Sua reputação como um defensor incondicional dos interesses de Israel lhe deu autoridade para tomar decisões difíceis quando era premiê. Em 2005, por exemplo, ele determinou a retirada das forças israelenses de Gaza.
Ele foi um dos últimos líderes da geração dos que fundaram o Estado de Israel, em 1948, e muitos no país acompanharam a sua saída da vida pública e a deterioração de sua saúde nos últimos anos com grande tristeza.
Soldado
O ex-primeiro-ministro nasceu na Palestina, em 1928, quando a região ainda estava sob domínio britânico.
Quando jovem, ele se juntou à organização clandestina judaica Haganah e lutou na guerra árabe-israelense entre 1948 e 1949, logo depois da criação de Israel.
Na década de 1950, Sharon liderou uma série de operações militares com resultados trágicos. Uma delas, em que 50 casas do vilarejo de Qibya foram explodidas, resultou em 69 mortes.
Sharon chegou à patente de general de brigada e comandou uma divisão durante a Guerra dos Seis Dias, em junho de 1967, na qual Israel conseguiu ocupar o leste de Jerusalém, a Cisjordânia e a Faixa de Gaza.

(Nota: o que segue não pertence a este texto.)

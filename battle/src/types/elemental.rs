//! Elemental type system and effectiveness chart

#[cfg(feature = "serde")]
use serde::{Deserialize, Serialize};

/// The fifteen first-generation elemental types
#[derive(Debug, Clone, Copy, PartialEq, Eq, Hash)]
#[cfg_attr(feature = "serde", derive(Serialize, Deserialize))]
#[repr(u8)]
pub enum Type {
    Normal = 0,
    Fire = 1,
    Water = 2,
    Electric = 3,
    Grass = 4,
    Ice = 5,
    Fighting = 6,
    Poison = 7,
    Ground = 8,
    Flying = 9,
    Psychic = 10,
    Bug = 11,
    Rock = 12,
    Ghost = 13,
    Dragon = 14,
}

impl Type {
    /// All fifteen types
    pub const ALL: [Type; 15] = [
        Type::Normal,
        Type::Fire,
        Type::Water,
        Type::Electric,
        Type::Grass,
        Type::Ice,
        Type::Fighting,
        Type::Poison,
        Type::Ground,
        Type::Flying,
        Type::Psychic,
        Type::Bug,
        Type::Rock,
        Type::Ghost,
        Type::Dragon,
    ];

    /// Get all types as a slice
    pub fn all() -> &'static [Type] {
        &Self::ALL
    }

    /// Effectiveness of this type attacking a single defending type
    pub fn effectiveness(&self, defender: Type) -> f32 {
        TYPE_CHART[*self as usize][defender as usize]
    }

    /// Effectiveness against a dual-typed defender: the product over
    /// every type the defender has
    pub fn effectiveness_multi(&self, defenders: &[Type]) -> f32 {
        defenders.iter().map(|t| self.effectiveness(*t)).product()
    }

    /// Parse a catalog type name (case-insensitive)
    pub fn from_name(s: &str) -> Option<Self> {
        match s.to_lowercase().as_str() {
            "normal" => Some(Type::Normal),
            "fire" => Some(Type::Fire),
            "water" => Some(Type::Water),
            "electric" => Some(Type::Electric),
            "grass" => Some(Type::Grass),
            "ice" => Some(Type::Ice),
            "fighting" => Some(Type::Fighting),
            "poison" => Some(Type::Poison),
            "ground" => Some(Type::Ground),
            "flying" => Some(Type::Flying),
            "psychic" => Some(Type::Psychic),
            "bug" => Some(Type::Bug),
            "rock" => Some(Type::Rock),
            "ghost" => Some(Type::Ghost),
            "dragon" => Some(Type::Dragon),
            _ => None,
        }
    }

    /// Convert to canonical string representation
    pub fn as_str(&self) -> &'static str {
        match self {
            Type::Normal => "Normal",
            Type::Fire => "Fire",
            Type::Water => "Water",
            Type::Electric => "Electric",
            Type::Grass => "Grass",
            Type::Ice => "Ice",
            Type::Fighting => "Fighting",
            Type::Poison => "Poison",
            Type::Ground => "Ground",
            Type::Flying => "Flying",
            Type::Psychic => "Psychic",
            Type::Bug => "Bug",
            Type::Rock => "Rock",
            Type::Ghost => "Ghost",
            Type::Dragon => "Dragon",
        }
    }

    /// Types that hit the given defending combination for more than 1x
    pub fn weaknesses_of(defenders: &[Type]) -> Vec<Type> {
        Type::all()
            .iter()
            .copied()
            .filter(|t| t.effectiveness_multi(defenders) > 1.0)
            .collect()
    }

    /// Types the defending combination resists (0 < effectiveness < 1)
    pub fn resistances_of(defenders: &[Type]) -> Vec<Type> {
        Type::all()
            .iter()
            .copied()
            .filter(|t| {
                let eff = t.effectiveness_multi(defenders);
                eff > 0.0 && eff < 1.0
            })
            .collect()
    }

    /// Types the defending combination is immune to
    pub fn immunities_of(defenders: &[Type]) -> Vec<Type> {
        Type::all()
            .iter()
            .copied()
            .filter(|t| t.effectiveness_multi(defenders) == 0.0)
            .collect()
    }
}

impl std::fmt::Display for Type {
    fn fmt(&self, f: &mut std::fmt::Formatter<'_>) -> std::fmt::Result {
        write!(f, "{}", self.as_str())
    }
}

/// String-level effectiveness lookup for catalogs that carry type
/// names. Unrecognized names contribute a neutral 1.0; there is no
/// error path.
pub fn effectiveness_by_name<S: AsRef<str>>(move_type: &str, defender_types: &[S]) -> f32 {
    let Some(attacking) = Type::from_name(move_type) else {
        return 1.0;
    };
    defender_types
        .iter()
        .map(|t| Type::from_name(t.as_ref()).map_or(1.0, |d| attacking.effectiveness(d)))
        .product()
}

/// 15x15 type effectiveness chart
/// Row = attacking type, Column = defending type
/// Values: 0.0 = immune, 0.5 = not very effective, 1.0 = neutral, 2.0 = super effective
///
/// First-generation matchups, quirks included (Bug is super effective
/// against Poison, Ghost does nothing to Psychic, Ice is neutral to Fire).
///
/// Order: Normal, Fire, Water, Electric, Grass, Ice, Fighting, Poison,
///        Ground, Flying, Psychic, Bug, Rock, Ghost, Dragon
#[rustfmt::skip]
pub static TYPE_CHART: [[f32; 15]; 15] = [
    // Normal attacking
    [1.0, 1.0, 1.0, 1.0, 1.0, 1.0, 1.0, 1.0, 1.0, 1.0, 1.0, 1.0, 0.5, 0.0, 1.0],
    // Fire attacking
    [1.0, 0.5, 0.5, 1.0, 2.0, 2.0, 1.0, 1.0, 1.0, 1.0, 1.0, 2.0, 0.5, 1.0, 0.5],
    // Water attacking
    [1.0, 2.0, 0.5, 1.0, 0.5, 1.0, 1.0, 1.0, 2.0, 1.0, 1.0, 1.0, 2.0, 1.0, 0.5],
    // Electric attacking
    [1.0, 1.0, 2.0, 0.5, 0.5, 1.0, 1.0, 1.0, 0.0, 2.0, 1.0, 1.0, 1.0, 1.0, 0.5],
    // Grass attacking
    [1.0, 0.5, 2.0, 1.0, 0.5, 1.0, 1.0, 0.5, 2.0, 0.5, 1.0, 0.5, 2.0, 1.0, 0.5],
    // Ice attacking
    [1.0, 0.5, 0.5, 1.0, 2.0, 0.5, 1.0, 1.0, 2.0, 2.0, 1.0, 1.0, 1.0, 1.0, 2.0],
    // Fighting attacking
    [2.0, 1.0, 1.0, 1.0, 1.0, 2.0, 1.0, 0.5, 1.0, 0.5, 0.5, 0.5, 2.0, 0.0, 1.0],
    // Poison attacking
    [1.0, 1.0, 1.0, 1.0, 2.0, 1.0, 1.0, 0.5, 0.5, 1.0, 1.0, 2.0, 0.5, 0.5, 1.0],
    // Ground attacking
    [1.0, 2.0, 1.0, 2.0, 0.5, 1.0, 1.0, 2.0, 1.0, 0.0, 1.0, 0.5, 2.0, 1.0, 1.0],
    // Flying attacking
    [1.0, 1.0, 1.0, 0.5, 2.0, 1.0, 2.0, 1.0, 1.0, 1.0, 1.0, 2.0, 0.5, 1.0, 1.0],
    // Psychic attacking
    [1.0, 1.0, 1.0, 1.0, 1.0, 1.0, 2.0, 2.0, 1.0, 1.0, 0.5, 1.0, 1.0, 1.0, 1.0],
    // Bug attacking
    [1.0, 0.5, 1.0, 1.0, 2.0, 1.0, 0.5, 2.0, 1.0, 0.5, 2.0, 1.0, 1.0, 0.5, 1.0],
    // Rock attacking
    [1.0, 2.0, 1.0, 1.0, 1.0, 2.0, 0.5, 1.0, 0.5, 2.0, 1.0, 2.0, 1.0, 1.0, 1.0],
    // Ghost attacking
    [0.0, 1.0, 1.0, 1.0, 1.0, 1.0, 1.0, 1.0, 1.0, 1.0, 0.0, 1.0, 1.0, 2.0, 1.0],
    // Dragon attacking
    [1.0, 1.0, 1.0, 1.0, 1.0, 1.0, 1.0, 1.0, 1.0, 1.0, 1.0, 1.0, 1.0, 1.0, 2.0],
];

#[cfg(test)]
mod tests {
    use super::*;

    #[test]
    fn test_super_effective() {
        assert_eq!(Type::Fire.effectiveness(Type::Grass), 2.0);
        assert_eq!(Type::Water.effectiveness(Type::Fire), 2.0);
        assert_eq!(Type::Electric.effectiveness(Type::Water), 2.0);
        assert_eq!(Type::Fighting.effectiveness(Type::Normal), 2.0);
    }

    #[test]
    fn test_not_very_effective() {
        assert_eq!(Type::Fire.effectiveness(Type::Water), 0.5);
        assert_eq!(Type::Grass.effectiveness(Type::Fire), 0.5);
        assert_eq!(Type::Electric.effectiveness(Type::Grass), 0.5);
    }

    #[test]
    fn test_immunities() {
        assert_eq!(Type::Normal.effectiveness(Type::Ghost), 0.0);
        assert_eq!(Type::Ghost.effectiveness(Type::Normal), 0.0);
        assert_eq!(Type::Electric.effectiveness(Type::Ground), 0.0);
        assert_eq!(Type::Ground.effectiveness(Type::Flying), 0.0);
        assert_eq!(Type::Fighting.effectiveness(Type::Ghost), 0.0);
    }

    #[test]
    fn test_first_gen_quirks() {
        // These differ from later generations
        assert_eq!(Type::Bug.effectiveness(Type::Poison), 2.0);
        assert_eq!(Type::Poison.effectiveness(Type::Bug), 2.0);
        assert_eq!(Type::Ghost.effectiveness(Type::Psychic), 0.0);
        assert_eq!(Type::Ice.effectiveness(Type::Fire), 0.5);
    }

    #[test]
    fn test_effectiveness_multi() {
        // Electric vs Water/Flying = 4x
        assert_eq!(
            Type::Electric.effectiveness_multi(&[Type::Water, Type::Flying]),
            4.0
        );
        // Normal vs Rock/Ghost = 0.5 * 0 = 0
        assert_eq!(
            Type::Normal.effectiveness_multi(&[Type::Rock, Type::Ghost]),
            0.0
        );
        // Fire vs Water/Rock = 0.25x
        assert_eq!(
            Type::Fire.effectiveness_multi(&[Type::Water, Type::Rock]),
            0.25
        );
        // Electric vs Ground = immune
        assert_eq!(Type::Electric.effectiveness_multi(&[Type::Ground]), 0.0);
    }

    #[test]
    fn test_effectiveness_by_name() {
        assert_eq!(effectiveness_by_name("Electric", &["Ground"]), 0.0);
        assert_eq!(effectiveness_by_name("Fire", &["Grass"]), 2.0);
        assert_eq!(effectiveness_by_name("Water", &["Fire"]), 2.0);
        assert_eq!(effectiveness_by_name("Normal", &["Rock", "Ghost"]), 0.0);
        // Unknown names are neutral, never an error
        assert_eq!(effectiveness_by_name("Cosmic", &["Water"]), 1.0);
        assert_eq!(effectiveness_by_name("Fire", &["Cosmic", "Grass"]), 2.0);
    }

    #[test]
    fn test_from_name() {
        assert_eq!(Type::from_name("Fire"), Some(Type::Fire));
        assert_eq!(Type::from_name("fire"), Some(Type::Fire));
        assert_eq!(Type::from_name("PSYCHIC"), Some(Type::Psychic));
        assert_eq!(Type::from_name("fairy"), None);
    }

    #[test]
    fn test_matchup_helpers() {
        // Water is weak to Electric and Grass
        let weak = Type::weaknesses_of(&[Type::Water]);
        assert_eq!(weak, vec![Type::Electric, Type::Grass]);

        let resists = Type::resistances_of(&[Type::Water]);
        assert!(resists.contains(&Type::Fire));
        assert!(resists.contains(&Type::Water));
        assert!(resists.contains(&Type::Ice));

        assert_eq!(Type::immunities_of(&[Type::Ghost]), vec![Type::Normal, Type::Fighting]);
        assert_eq!(Type::immunities_of(&[Type::Water]), Vec::<Type>::new());
    }

    #[test]
    fn test_all_types() {
        assert_eq!(Type::all().len(), 15);
        assert_eq!(Type::all()[0], Type::Normal);
        assert_eq!(Type::all()[14], Type::Dragon);
    }
}
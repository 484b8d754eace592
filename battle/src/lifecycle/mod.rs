//! Battle record lifecycle

mod record;
mod transitions;

pub use record::{BattleKind, BattleRecord, BattleState, Participant, Slot};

As medidas duras de ocupação que Sharon implantou nestes territórios deram a muitos palestinos a primeira ideia de como agia o homem que seria visto por eles como o grande inimigo.
O primeiro contato do militar com a política ocorreu em 1973, quando ele foi eleito para o Knesset, o Parlamento de Israel. Mas Sharon renunciou um ano depois, para se transformar no assessor de segurança do então primeiro-ministro Yitzhak Rabin.
Em 1977 ele foi reeleito para o Parlamento.
Invasão desastrosa
Na época em que ocupou o cargo de ministro da Defesa, em 1982, ele arquitetou a desastrosa invasão ao Líbano.
Sem falar explicitamente ao então primeiro-ministro, Menachem Begin, ele enviou os soldados israelenses para Beirute em um ataque que resultou na expulsão da Organização para Libertação da Palestina (OLP), de Yasser Arafat, do território libanês.
Até então, a OLP tinha no Líbano uma base para expansão da organização, onde concentrava operações e organizava a luta armada contra Israel.
Após dois meses, 14 mil membros da OLP, além de militantes sírios, haviam deixado a capital libanesa. Mas dezenas de milhares de palestinos permaneceram, reunidos em grandes campos de refugiados como o de Sabra e Shatila.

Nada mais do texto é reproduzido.